First of all, it should be your aunt's son who makes decides himself whether he wants to go. I appreciate the fact that the aunt is concerned for her son, but he is the one who needs to work at his own recovery. Not that I'm saying that it's none of her business -- it's nice that she cares enough to ask -- but the final decision should be his. If he feels uncomfortable being around drinking, he should find something else to do (like perhaps opt to go to an A.A. meeting and be around other sober people, for example). If he feels confident in the fact that he won't drink, he should still ensure that he has a way to leave promptly (but politely) in case he finds himself overwhelmed by the urge to relapse. Make sure the car isn't blocked in by other vehicles in the driveway, for instance.
When I was newly recovering, I was invited to an anniversary party by some friends who I knew drank and used drugs. They were good friends, and I did not want to offend them, but was unsure what to do. I asked a friend who had been in recovery for many years, and he suggested that I go, but "make sure you have a way to bail out." I went, brought my own non-alcoholic beverages with me, and had a wonderful time.
If he is newly recovering, just out of rehab, remember that he has been in an artificial protective setting where no alcohol or drugs are present. He is back in the real world now. If he opts not to go, no one should condemn him for his decision. If he opts to go, I hope his recovery is important enough to him that he will remain vigilant and not be afraid to ask to leave if he feels uncomfortable.
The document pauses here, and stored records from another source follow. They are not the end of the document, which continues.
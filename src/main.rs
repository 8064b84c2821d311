//! Binary entry point that glues the SQLite-backed record stores to the TUI.
//! The pipeline is short: resolve the per-user database path, create the
//! schema if this is a first run, and drive the Ratatui event loop until the
//! user exits.
use schooldesk::{run_app, App, Database};

/// Initialize persistence and launch the Ratatui event loop.
///
/// Returning a `Result` bubbles up fatal initialization problems (for example
/// an unwritable home directory) to the terminal instead of crashing silently.
fn main() -> anyhow::Result<()> {
    let db = Database::open_default()?;
    let mut app = App::new(db);
    run_app(&mut app)
}
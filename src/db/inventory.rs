//! Inventory item store.

use anyhow::{Context, Result};

use crate::db::store::{
    insert_record, parse_record, ColumnSpec, FieldKind, StoreError, TableSpec,
};
use crate::db::Database;
use crate::models::InventoryItem;

pub const ITEMS: TableSpec = TableSpec {
    table: "inventory_items",
    columns: &[
        ColumnSpec {
            column: "name",
            label: "Item name",
            kind: FieldKind::Text,
            required: true,
        },
        ColumnSpec {
            column: "quantity",
            label: "Quantity",
            kind: FieldKind::Integer,
            required: true,
        },
        ColumnSpec {
            column: "location",
            label: "Storage location",
            kind: FieldKind::Text,
            required: false,
        },
    ],
};

pub fn add_item(
    db: &Database,
    name: &str,
    quantity: &str,
    location: &str,
) -> Result<i64, StoreError> {
    let values = parse_record(&ITEMS, &[name, quantity, location])?;
    let conn = db.connect()?;
    insert_record(&conn, &ITEMS, &values)
}

pub fn list_items(db: &Database) -> Result<Vec<InventoryItem>> {
    let conn = db.connect().context("failed to open database")?;
    let mut stmt = conn
        .prepare("SELECT id, name, quantity, location FROM inventory_items")
        .context("failed to prepare inventory query")?;

    let items = stmt
        .query_map([], |row| {
            Ok(InventoryItem {
                id: row.get(0)?,
                name: row.get(1)?,
                quantity: row.get(2)?,
                location: row.get(3)?,
            })
        })
        .context("failed to load inventory items")?
        .collect::<Result<Vec<_>, _>>()
        .context("failed to collect inventory items")?;

    Ok(items)
}
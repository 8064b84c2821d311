mod test_support;

use schooldesk::db::store::StoreError;
use schooldesk::db::{hr, inventory, library, lms, transport};
use test_support::temp_db;

#[test]
fn book_add_then_list_roundtrip() {
    let db = temp_db("library-roundtrip");

    library::add_book(&db, "Dune", "Frank Herbert", "9780441172719", "3")
        .expect("add_book should succeed");

    let lines: Vec<String> = library::list_books(&db)
        .expect("list_books should succeed")
        .iter()
        .map(|book| book.display_line())
        .collect();
    assert_eq!(lines, vec!["Dune by Frank Herbert (Qty: 3)".to_string()]);
}

#[test]
fn book_blank_title_is_rejected_and_nothing_is_stored() {
    let db = temp_db("library-blank-title");

    let err = library::add_book(&db, "   ", "Someone", "", "2").unwrap_err();
    assert!(matches!(err, StoreError::MissingField("Title")));
    assert!(library::list_books(&db).unwrap().is_empty());
}

#[test]
fn book_non_numeric_quantity_is_rejected() {
    let db = temp_db("library-bad-qty");

    let err = library::add_book(&db, "Dune", "", "", "many").unwrap_err();
    assert!(matches!(err, StoreError::NotNumeric("Quantity")));
    assert!(library::list_books(&db).unwrap().is_empty());
}

#[test]
fn inventory_accepts_negative_quantity() {
    let db = temp_db("inventory-negative");

    inventory::add_item(&db, "Chairs", "-5", "Store Room").expect("negative quantity is legal");

    let lines: Vec<String> = inventory::list_items(&db)
        .unwrap()
        .iter()
        .map(|item| item.display_line())
        .collect();
    assert_eq!(lines, vec!["Chairs - Qty: -5 (Store Room)".to_string()]);
}

#[test]
fn staff_salary_renders_with_two_decimals() {
    let db = temp_db("hr-salary");

    hr::add_staff(&db, "Meera Nair", "Accountant", "42500.5").expect("add_staff should succeed");

    let lines: Vec<String> = hr::list_staff(&db)
        .unwrap()
        .iter()
        .map(|staff| staff.display_line())
        .collect();
    assert_eq!(
        lines,
        vec!["Meera Nair - Accountant (₹42500.50)".to_string()]
    );
}

#[test]
fn staff_blank_role_is_rejected() {
    let db = temp_db("hr-blank-role");

    let err = hr::add_staff(&db, "Meera Nair", "", "42500").unwrap_err();
    assert!(matches!(err, StoreError::MissingField("Role")));
    assert!(hr::list_staff(&db).unwrap().is_empty());
}

#[test]
fn buses_and_routes_are_stored_independently() {
    let db = temp_db("transport-both");

    transport::add_bus(&db, "KA-01-1234", "Ravi").unwrap();
    transport::add_route(&db, "North Loop", "07:15").unwrap();

    let buses: Vec<String> = transport::list_buses(&db)
        .unwrap()
        .iter()
        .map(|bus| bus.display_line())
        .collect();
    let routes: Vec<String> = transport::list_routes(&db)
        .unwrap()
        .iter()
        .map(|route| route.display_line())
        .collect();
    assert_eq!(buses, vec!["KA-01-1234 (Driver: Ravi)".to_string()]);
    assert_eq!(routes, vec!["North Loop (Pickup: 07:15)".to_string()]);
}

#[test]
fn bus_driver_is_optional() {
    let db = temp_db("transport-no-driver");

    transport::add_bus(&db, "KA-02-9999", "  ").unwrap();

    let buses: Vec<String> = transport::list_buses(&db)
        .unwrap()
        .iter()
        .map(|bus| bus.display_line())
        .collect();
    assert_eq!(buses, vec!["KA-02-9999 (Driver: )".to_string()]);
}

#[test]
fn assignment_roundtrip_keeps_due_date() {
    let db = temp_db("lms-roundtrip");

    lms::add_assignment(&db, "Essay 1", "Write about rivers", "", "2026-09-15")
        .expect("add_assignment should succeed");

    let assignments = lms::list_assignments(&db).unwrap();
    assert_eq!(assignments.len(), 1);
    assert_eq!(
        assignments[0].display_line(),
        "Essay 1 (Due: 2026-09-15)"
    );
    assert_eq!(assignments[0].file_path, "");
}

#[test]
fn assignment_blank_title_is_rejected() {
    let db = temp_db("lms-blank-title");

    let err = lms::add_assignment(&db, "", "desc", "", "2026-09-15").unwrap_err();
    assert!(matches!(err, StoreError::MissingField("Title")));
    assert!(lms::list_assignments(&db).unwrap().is_empty());
}

#[test]
fn validation_failures_report_the_first_offending_field() {
    let db = temp_db("library-first-failure");

    // Both title and quantity are bad; the earlier field wins.
    let err = library::add_book(&db, "", "", "", "abc").unwrap_err();
    assert!(matches!(err, StoreError::MissingField("Title")));
}

#[test]
fn list_order_matches_insertion_order() {
    let db = temp_db("inventory-order");

    inventory::add_item(&db, "Projector", "2", "AV Room").unwrap();
    inventory::add_item(&db, "Benches", "40", "Hall").unwrap();

    let lines: Vec<String> = inventory::list_items(&db)
        .unwrap()
        .iter()
        .map(|item| item.display_line())
        .collect();
    assert_eq!(
        lines,
        vec![
            "Projector - Qty: 2 (AV Room)".to_string(),
            "Benches - Qty: 40 (Hall)".to_string(),
        ]
    );
}
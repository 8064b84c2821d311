//! Attendance scan log for the Biometrics/RFID panel. Scans are append-only
//! and never deduplicated: marking the same student twice in a day records
//! two rows, which is treated as a multi-scan log rather than a defect.

use anyhow::{Context, Result};
use chrono::Local;
use rusqlite::params;

use crate::db::store::{
    insert_record, parse_record, ColumnSpec, FieldKind, StoreError, TableSpec,
};
use crate::db::Database;
use crate::models::AttendanceRecord;

/// Only the first column is user input; date, time, and status are stamped by
/// [`mark`]. The scan form is built from `columns[..1]`.
pub const ATTENDANCE: TableSpec = TableSpec {
    table: "attendance",
    columns: &[
        ColumnSpec {
            column: "student_name",
            label: "Student name",
            kind: FieldKind::Text,
            required: true,
        },
        ColumnSpec {
            column: "date",
            label: "Date",
            kind: FieldKind::Text,
            required: false,
        },
        ColumnSpec {
            column: "time",
            label: "Time",
            kind: FieldKind::Text,
            required: false,
        },
        ColumnSpec {
            column: "status",
            label: "Status",
            kind: FieldKind::Text,
            required: false,
        },
    ],
};

/// Record one simulated scan for the named student, stamped with the local
/// date and time and a fixed "Present" status.
pub fn mark(db: &Database, student_name: &str) -> Result<i64, StoreError> {
    let now = Local::now();
    let date = now.format("%Y-%m-%d").to_string();
    let time = now.format("%H:%M:%S").to_string();

    let values = parse_record(&ATTENDANCE, &[student_name, &date, &time, "Present"])?;
    let conn = db.connect()?;
    insert_record(&conn, &ATTENDANCE, &values)
}

/// All scans recorded today, in storage order.
pub fn list_today(db: &Database) -> Result<Vec<AttendanceRecord>> {
    let today = Local::now().format("%Y-%m-%d").to_string();

    let conn = db.connect().context("failed to open database")?;
    let mut stmt = conn
        .prepare("SELECT id, student_name, date, time, status FROM attendance WHERE date = ?1")
        .context("failed to prepare attendance query")?;

    let records = stmt
        .query_map(params![today], |row| {
            Ok(AttendanceRecord {
                id: row.get(0)?,
                student_name: row.get(1)?,
                date: row.get(2)?,
                time: row.get(3)?,
                status: row.get(4)?,
            })
        })
        .context("failed to load attendance")?
        .collect::<Result<Vec<_>, _>>()
        .context("failed to collect attendance")?;

    Ok(records)
}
The only other factor to keep in mind is, are any of the other attendees going to be drinking to the point of drunkenness, and if so, will they try to insist he drink? If so, best not to go just yet, until he has a little more sobriety under his belt.
Your aunt may also want to consider attending Al-Anon herself. They will give her excellent guidance as to how to deal with an alcoholic (recovering or not) in the family, and when intervention is necessary, or when not to meddle.
A lot of people do not understand the nature of alcoholism. It is a disease, not a moral deficiency. It is much more difficult to conquer than many outsiders might imagine. The alcoholic should not have to spend the rest of their life running from people with a bottle in their hand for fear they may "slip" themselves. On the other hand, they should not needlessly put themselves into situations unnecessarily where alcohol is flowing freely. The final decision should be his. Does he go to A.A.? If so, does he have a sponsor? It may be a good idea for him to call his A.A. sponsor and discuss the matter with them. Does he still attend after-care with a counselor from the rehab? Maybe he should call them to help him decide.